- _What you are asked to do_: Output, word for word, the lines of this listing that fall between the line with "empty tag set." and the line with "impl fmt::Display for", counting both of those lines, and no others.

- _Dataset_:
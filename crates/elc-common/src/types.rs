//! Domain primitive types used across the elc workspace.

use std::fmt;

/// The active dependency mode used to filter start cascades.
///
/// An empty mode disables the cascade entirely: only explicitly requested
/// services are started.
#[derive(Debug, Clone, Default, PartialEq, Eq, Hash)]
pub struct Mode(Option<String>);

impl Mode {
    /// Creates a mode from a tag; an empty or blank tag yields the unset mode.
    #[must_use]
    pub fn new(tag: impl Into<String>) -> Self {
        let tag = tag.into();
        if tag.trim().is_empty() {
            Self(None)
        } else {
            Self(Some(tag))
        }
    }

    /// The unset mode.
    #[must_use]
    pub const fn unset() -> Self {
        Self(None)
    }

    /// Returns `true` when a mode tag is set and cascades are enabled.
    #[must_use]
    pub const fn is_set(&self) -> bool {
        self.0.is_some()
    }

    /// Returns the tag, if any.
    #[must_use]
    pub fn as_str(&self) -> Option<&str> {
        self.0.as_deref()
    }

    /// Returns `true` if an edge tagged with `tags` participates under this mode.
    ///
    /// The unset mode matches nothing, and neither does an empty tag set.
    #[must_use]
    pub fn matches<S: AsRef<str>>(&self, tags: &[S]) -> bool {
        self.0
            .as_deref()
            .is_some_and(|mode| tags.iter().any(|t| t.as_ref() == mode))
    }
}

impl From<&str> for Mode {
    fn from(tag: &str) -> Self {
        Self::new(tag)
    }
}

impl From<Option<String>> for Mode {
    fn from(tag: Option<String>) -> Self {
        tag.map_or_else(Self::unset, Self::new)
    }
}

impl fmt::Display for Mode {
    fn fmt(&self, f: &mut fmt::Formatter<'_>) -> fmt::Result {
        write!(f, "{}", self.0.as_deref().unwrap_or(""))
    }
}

- _Solution to the problem_:
    /// The unset mode matches nothing, and neither does an empty tag set.
    #[must_use]
    pub fn matches<S: AsRef<str>>(&self, tags: &[S]) -> bool {
        self.0
            .as_deref()
            .is_some_and(|mode| tags.iter().any(|t| t.as_ref() == mode))
    }
}

impl From<&str> for Mode {
    fn from(tag: &str) -> Self {
        Self::new(tag)
    }
}

impl From<Option<String>> for Mode {
    fn from(tag: Option<String>) -> Self {
        tag.map_or_else(Self::unset, Self::new)
    }
}

impl fmt::Display for Mode {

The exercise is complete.